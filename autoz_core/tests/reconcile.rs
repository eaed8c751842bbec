use autoz_core::calibrator::{MeasureModes, Reconciler};
use autoz_core::config::ReconcileCfg;
use autoz_core::error::AutoZError;
use autoz_core::mocks::ScriptedMeasurer;
use autoz_traits::Position;
use rstest::rstest;

fn reconciler(initial: u8, max: u8) -> Reconciler {
    Reconciler::new(&ReconcileCfg {
        initial_samples: initial,
        max_samples: max,
        tolerance_mm: 0.05,
        y_spacing_mm: 5.0,
    })
}

fn run(r: &Reconciler, m: &mut ScriptedMeasurer) -> Result<f32, AutoZError> {
    r.reconcile(m, &mut (), &mut (), Position::new(28.0, 28.0, 4.0), MeasureModes::BOTH)
}

#[test]
fn agreeing_pair_is_averaged() {
    let mut m = ScriptedMeasurer::from_values([-1.10, -1.12]);
    let v = run(&reconciler(2, 2), &mut m).unwrap();
    assert!((v + 1.11).abs() < 1e-5, "got {v}");
}

#[test]
fn third_sample_replaces_the_disagreeing_first() {
    let mut m = ScriptedMeasurer::from_values([-1.50, -1.10, -1.12]);
    let v = run(&reconciler(2, 3), &mut m).unwrap();
    assert!((v - (-1.12 + -1.10) / 2.0).abs() < 1e-5, "got {v}");
}

#[test]
fn third_sample_is_taken_at_the_base_point() {
    let mut m = ScriptedMeasurer::from_values([-1.50, -1.10, -1.12]);
    let visited = m.visited();
    run(&reconciler(2, 3), &mut m).unwrap();
    let ys: Vec<f32> = visited.borrow().iter().map(|p| p.y).collect();
    assert_eq!(ys, vec![28.0, 23.0, 28.0]);
}

#[test]
fn without_third_sample_smaller_magnitude_wins() {
    let mut m = ScriptedMeasurer::from_values([-1.50, -1.10]);
    assert_eq!(run(&reconciler(2, 2), &mut m).unwrap(), -1.10);
}

#[rstest]
#[case(0, 1)]
#[case(1, 1)]
fn single_sample_counts_are_clamped(#[case] initial: u8, #[case] expected_calls: usize) {
    let mut m = ScriptedMeasurer::from_values([-1.3, -9.0]);
    let visited = m.visited();
    assert_eq!(run(&reconciler(initial, 3), &mut m).unwrap(), -1.3);
    assert_eq!(visited.borrow().len(), expected_calls);
}

#[test]
fn three_initial_samples_use_the_first_two() {
    // the third initial sample is taken but does not take part
    let mut m = ScriptedMeasurer::from_values([-1.10, -1.11, -4.0]);
    let v = run(&reconciler(3, 3), &mut m).unwrap();
    assert!((v + 1.105).abs() < 1e-5, "got {v}");
}

#[test]
fn measurer_errors_propagate() {
    let mut m = ScriptedMeasurer::new([Ok(-1.1), Err(AutoZError::SensorFault)]);
    assert_eq!(run(&reconciler(2, 3), &mut m), Err(AutoZError::SensorFault));
}
#![cfg_attr(all(not(debug_assertions), not(test)), deny(warnings))]
#![cfg_attr(
    all(not(debug_assertions), not(test)),
    deny(clippy::all, clippy::pedantic, clippy::nursery)
)]
#![allow(clippy::module_name_repetitions, clippy::missing_errors_doc)]
//! Config schemas for the Z-offset acquisition engine.
//!
//! - `Config` and sub-structs are deserialized from TOML and validated.
//! - Custom sampling plans can be loaded from a strict `x,y` CSV.
//! - `PersistedState` is the durable offset / boot-wizard record.
use std::path::{Path, PathBuf};

use serde::{Deserialize, Serialize};

/// One XY point of a sampling plan, in bed coordinates (mm).
///
/// CSV headers:
/// x,y
#[derive(Debug, Deserialize, Serialize, Clone, Copy, PartialEq)]
pub struct PlanPoint {
    pub x: f32,
    pub y: f32,
}

#[derive(Debug, Deserialize)]
pub struct Pins {
    pub hx711_sck: u8,
    pub hx711_dt: u8,
}

#[derive(Debug, Deserialize)]
#[serde(default)]
pub struct Hardware {
    /// Max time to wait for HX711 data-ready (DT low) before transferring anyway
    #[serde(alias = "sensor_ms")]
    pub sensor_read_timeout_ms: u64,
    /// Conversion rate the amplifier is strapped to
    pub sample_rate_hz: u32,
}

impl Default for Hardware {
    fn default() -> Self {
        Self {
            sensor_read_timeout_ms: 20,
            sample_rate_hz: 80,
        }
    }
}

#[derive(Debug, Deserialize)]
#[serde(default)]
pub struct FilterCfg {
    /// High-pass cutoff
    pub cutoff_hz: f32,
    /// Low-pass smoothing weight of the newest sample, (0, 1]
    pub lowpass_k: f32,
}

impl Default for FilterCfg {
    fn default() -> Self {
        Self {
            cutoff_hz: 1.0,
            lowpass_k: 0.9,
        }
    }
}

#[derive(Debug, Deserialize)]
#[serde(default)]
pub struct TriggerCfg {
    pub min_hold: f32,
    pub max_hold: f32,
}

impl Default for TriggerCfg {
    fn default() -> Self {
        Self {
            min_hold: 2000.0,
            max_hold: 10000.0,
        }
    }
}

#[derive(Debug, Deserialize)]
#[serde(default)]
pub struct ScanCfg {
    pub step_mm: f32,
    /// Deepest travel below the scan base, negative
    pub max_depth_mm: f32,
    pub xy_speed_mm_s: f32,
    pub z_speed_mm_s: f32,
    pub baseline_samples: usize,
}

impl Default for ScanCfg {
    fn default() -> Self {
        Self {
            step_mm: 0.02,
            max_depth_mm: -10.0,
            xy_speed_mm_s: 100.0,
            z_speed_mm_s: 2.0,
            baseline_samples: 8,
        }
    }
}

#[derive(Debug, Deserialize)]
#[serde(default)]
pub struct RepeatCfg {
    /// Rounds of paired scans; 0 means a single scan
    pub attempts: i32,
    pub tolerance_mm: f32,
    /// Repeated measurements per press, aggregated by median
    pub press_samples: usize,
}

impl Default for RepeatCfg {
    fn default() -> Self {
        Self {
            attempts: 0,
            tolerance_mm: 0.0,
            press_samples: 3,
        }
    }
}

#[derive(Debug, Deserialize)]
#[serde(default)]
pub struct ReconcileCfg {
    pub initial_samples: u8,
    pub max_samples: u8,
    pub tolerance_mm: f32,
    pub y_spacing_mm: f32,
}

impl Default for ReconcileCfg {
    fn default() -> Self {
        Self {
            initial_samples: 1,
            max_samples: 2,
            tolerance_mm: 0.05,
            y_spacing_mm: 5.0,
        }
    }
}

#[derive(Debug, Deserialize)]
#[serde(default)]
pub struct OffsetCfg {
    pub min_mm: f32,
    pub max_mm: f32,
    /// Added to every press result to compensate nozzle thermal expansion
    pub nozzle_expansion_mm: f32,
    /// Values closer to zero than this are treated as unmeasured
    pub ghost_epsilon_mm: f32,
}

impl Default for OffsetCfg {
    fn default() -> Self {
        Self {
            min_mm: -5.0,
            max_mm: 0.0,
            nozzle_expansion_mm: 0.05,
            ghost_epsilon_mm: 0.001,
        }
    }
}

#[derive(Debug, Deserialize)]
#[serde(default)]
pub struct ProbeCfg {
    /// Touch probe XY position relative to the nozzle
    pub nozzle_to_probe: [f32; 2],
    /// Where single-scan diagnostics press
    pub press_position: [f32; 2],
    pub travel_z_mm: f32,
    pub shake_times: u32,
}

impl Default for ProbeCfg {
    fn default() -> Self {
        Self {
            nozzle_to_probe: [-24.25, -15.0],
            press_position: [25.0, 28.0],
            travel_z_mm: 4.0,
            shake_times: 20,
        }
    }
}

#[derive(Debug, Deserialize, Clone, Copy, Default, PartialEq, Eq)]
#[serde(rename_all = "lowercase")]
pub enum PlanKind {
    #[default]
    Four,
    Five,
    Custom,
}

#[derive(Debug, Deserialize, Default)]
#[serde(default)]
pub struct PlanCfg {
    pub kind: PlanKind,
    /// Inline points for `kind = "custom"`
    pub points: Vec<[f32; 2]>,
    /// CSV alternative to `points`; takes precedence when both are set
    pub points_csv: Option<PathBuf>,
}

#[derive(Debug, Deserialize)]
#[serde(default)]
pub struct CleanCfg {
    pub enabled: bool,
    pub start: [f32; 3],
    pub end: [f32; 3],
    pub hotend_c: f32,
    pub bed_c: f32,
}

impl Default for CleanCfg {
    fn default() -> Self {
        Self {
            enabled: true,
            start: [0.0, 15.0, 0.0],
            end: [0.0, 60.0, 0.0],
            hotend_c: 175.0,
            bed_c: 60.0,
        }
    }
}

#[derive(Debug, Deserialize)]
#[serde(default)]
pub struct ThermalCfg {
    pub wait_timeout_ms: u64,
    pub hotend_tolerance_c: f32,
    pub bed_tolerance_c: f32,
}

impl Default for ThermalCfg {
    fn default() -> Self {
        Self {
            wait_timeout_ms: 300_000,
            hotend_tolerance_c: 5.0,
            bed_tolerance_c: 2.0,
        }
    }
}

#[derive(Debug, Deserialize, Default)]
#[serde(default)]
pub struct Logging {
    pub file: Option<String>,  // path to .log (JSON lines)
    pub level: Option<String>, // "info","debug"
    /// Log rotation policy: "never" | "daily" | "hourly" (default: never)
    pub rotation: Option<String>,
}

#[derive(Debug, Deserialize)]
pub struct Config {
    pub pins: Pins,
    #[serde(default)]
    pub hardware: Hardware,
    #[serde(default)]
    pub filter: FilterCfg,
    #[serde(default)]
    pub trigger: TriggerCfg,
    #[serde(default)]
    pub scan: ScanCfg,
    #[serde(default)]
    pub repeat: RepeatCfg,
    #[serde(default)]
    pub reconcile: ReconcileCfg,
    #[serde(default)]
    pub offset: OffsetCfg,
    #[serde(default)]
    pub probe: ProbeCfg,
    #[serde(default)]
    pub plan: PlanCfg,
    #[serde(default)]
    pub clean: CleanCfg,
    #[serde(default)]
    pub thermal: ThermalCfg,
    #[serde(default)]
    pub logging: Logging,
}

pub fn load_toml(s: &str) -> Result<Config, toml::de::Error> {
    toml::from_str::<Config>(s)
}

pub fn load_points_csv(path: &Path) -> eyre::Result<Vec<PlanPoint>> {
    let mut rdr = csv::ReaderBuilder::new()
        .has_headers(true)
        .trim(csv::Trim::All)
        .from_path(path)
        .map_err(|e| eyre::eyre!("open plan CSV {:?}: {}", path, e))?;

    // Enforce exact headers
    let headers = rdr
        .headers()
        .map_err(|e| eyre::eyre!("read CSV headers {:?}: {}", path, e))?
        .clone();
    let expected = ["x", "y"];
    let actual: Vec<String> = headers.iter().map(ToString::to_string).collect();
    if actual != expected {
        eyre::bail!(
            "plan CSV must have headers 'x,y', got: {}",
            actual.join(",")
        );
    }

    let mut points = Vec::new();
    for (idx, rec) in rdr.deserialize::<PlanPoint>().enumerate() {
        match rec {
            Ok(p) => points.push(p),
            Err(e) => eyre::bail!("invalid CSV row {}: {}", idx + 2, e),
        }
    }
    if points.is_empty() {
        eyre::bail!("plan CSV {:?} has no points", path);
    }
    Ok(points)
}

impl Config {
    /// Points of a custom plan: CSV when configured, otherwise the inline list.
    /// Empty for the built-in plans.
    pub fn custom_points(&self) -> eyre::Result<Vec<PlanPoint>> {
        if self.plan.kind != PlanKind::Custom {
            return Ok(Vec::new());
        }
        if let Some(path) = &self.plan.points_csv {
            return load_points_csv(path);
        }
        Ok(self
            .plan
            .points
            .iter()
            .map(|[x, y]| PlanPoint { x: *x, y: *y })
            .collect())
    }

    pub fn validate(&self) -> eyre::Result<()> {
        // Pins
        if self.pins.hx711_sck == self.pins.hx711_dt {
            eyre::bail!("pins.hx711_sck and pins.hx711_dt must differ");
        }

        // Hardware
        if self.hardware.sensor_read_timeout_ms == 0 {
            eyre::bail!("hardware.sensor_read_timeout_ms must be >= 1");
        }
        if self.hardware.sample_rate_hz == 0 {
            eyre::bail!("hardware.sample_rate_hz must be > 0");
        }

        // Filter
        if !(self.filter.cutoff_hz.is_finite() && self.filter.cutoff_hz > 0.0) {
            eyre::bail!("filter.cutoff_hz must be > 0");
        }
        if !(self.filter.lowpass_k > 0.0 && self.filter.lowpass_k <= 1.0) {
            eyre::bail!("filter.lowpass_k must be in (0.0, 1.0]");
        }

        // Trigger
        if !(self.trigger.min_hold.is_finite() && self.trigger.min_hold > 0.0) {
            eyre::bail!("trigger.min_hold must be > 0");
        }
        if !(self.trigger.max_hold.is_finite() && self.trigger.max_hold > self.trigger.min_hold) {
            eyre::bail!("trigger.max_hold must be greater than trigger.min_hold");
        }

        // Scan
        if !(self.scan.step_mm > 0.0 && self.scan.step_mm <= 1.0) {
            eyre::bail!("scan.step_mm must be in (0.0, 1.0]");
        }
        if !(self.scan.max_depth_mm.is_finite() && self.scan.max_depth_mm < 0.0) {
            eyre::bail!("scan.max_depth_mm must be negative");
        }
        if self.scan.xy_speed_mm_s <= 0.0 || self.scan.z_speed_mm_s <= 0.0 {
            eyre::bail!("scan speeds must be > 0");
        }
        if self.scan.baseline_samples == 0 {
            eyre::bail!("scan.baseline_samples must be >= 1");
        }

        // Repeat
        if self.repeat.tolerance_mm < 0.0 {
            eyre::bail!("repeat.tolerance_mm must be >= 0.0");
        }
        if self.repeat.press_samples == 0 {
            eyre::bail!("repeat.press_samples must be >= 1");
        }

        // Reconcile
        if !(1..=3).contains(&self.reconcile.initial_samples) {
            eyre::bail!("reconcile.initial_samples must be in [1, 3]");
        }
        if !(1..=3).contains(&self.reconcile.max_samples) {
            eyre::bail!("reconcile.max_samples must be in [1, 3]");
        }
        if self.reconcile.tolerance_mm < 0.0 {
            eyre::bail!("reconcile.tolerance_mm must be >= 0.0");
        }

        // Offset
        if !(self.offset.min_mm.is_finite()
            && self.offset.max_mm.is_finite()
            && self.offset.min_mm < self.offset.max_mm)
        {
            eyre::bail!("offset.min_mm must be less than offset.max_mm");
        }
        if self.offset.ghost_epsilon_mm < 0.0 {
            eyre::bail!("offset.ghost_epsilon_mm must be >= 0.0");
        }

        // Probe
        if !self.probe.travel_z_mm.is_finite() || self.probe.travel_z_mm <= 0.0 {
            eyre::bail!("probe.travel_z_mm must be > 0");
        }

        // Plan
        if self.plan.kind == PlanKind::Custom
            && self.plan.points.is_empty()
            && self.plan.points_csv.is_none()
        {
            eyre::bail!("plan.kind = \"custom\" requires plan.points or plan.points_csv");
        }

        // Thermal
        if self.thermal.hotend_tolerance_c <= 0.0 || self.thermal.bed_tolerance_c <= 0.0 {
            eyre::bail!("thermal tolerances must be > 0");
        }
        if self.thermal.wait_timeout_ms > 60 * 60 * 1000 {
            eyre::bail!("thermal.wait_timeout_ms is unreasonably large (>1h)");
        }

        Ok(())
    }
}

/// Durable machine state written after a committed run.
#[derive(Debug, Deserialize, Serialize, Clone, Copy, PartialEq, Default)]
#[serde(default)]
pub struct PersistedState {
    pub z_offset_mm: f32,
    /// First-run wizard still in progress
    pub boot_wizard_pending: bool,
    pub boot_step: u8,
}

impl PersistedState {
    pub fn from_toml(s: &str) -> eyre::Result<Self> {
        toml::from_str(s).map_err(|e| eyre::eyre!("parse persisted state: {e}"))
    }

    pub fn to_toml(&self) -> eyre::Result<String> {
        toml::to_string(self).map_err(|e| eyre::eyre!("serialize persisted state: {e}"))
    }

    /// Missing file reads as the default state.
    pub fn load(path: &Path) -> eyre::Result<Self> {
        match std::fs::read_to_string(path) {
            Ok(s) => Self::from_toml(&s),
            Err(e) if e.kind() == std::io::ErrorKind::NotFound => Ok(Self::default()),
            Err(e) => Err(eyre::eyre!("read persisted state {:?}: {}", path, e)),
        }
    }

    /// Bounds check before a durable write.
    pub fn check_range(&self, min_mm: f32, max_mm: f32) -> eyre::Result<()> {
        if !self.z_offset_mm.is_finite() || self.z_offset_mm < min_mm || self.z_offset_mm > max_mm {
            eyre::bail!(
                "z_offset_mm {} outside [{}, {}]",
                self.z_offset_mm,
                min_mm,
                max_mm
            );
        }
        Ok(())
    }
}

============================================================

Beginning at the first line of the records, retype exactly every line up to and including the one with "fn run(r: &Reconciler, m: &mut".

filename autoz_core/tests/reconcile.rs
repository eaed8c751842bbec
use autoz_core::calibrator::{MeasureModes, Reconciler};
use autoz_core::config::ReconcileCfg;
use autoz_core::error::AutoZError;
use autoz_core::mocks::ScriptedMeasurer;
use autoz_traits::Position;
use rstest::rstest;

fn reconciler(initial: u8, max: u8) -> Reconciler {
    Reconciler::new(&ReconcileCfg {
        initial_samples: initial,
        max_samples: max,
        tolerance_mm: 0.05,
        y_spacing_mm: 5.0,
    })
}

fn run(r: &Reconciler, m: &mut ScriptedMeasurer) -> Result<f32, AutoZError> {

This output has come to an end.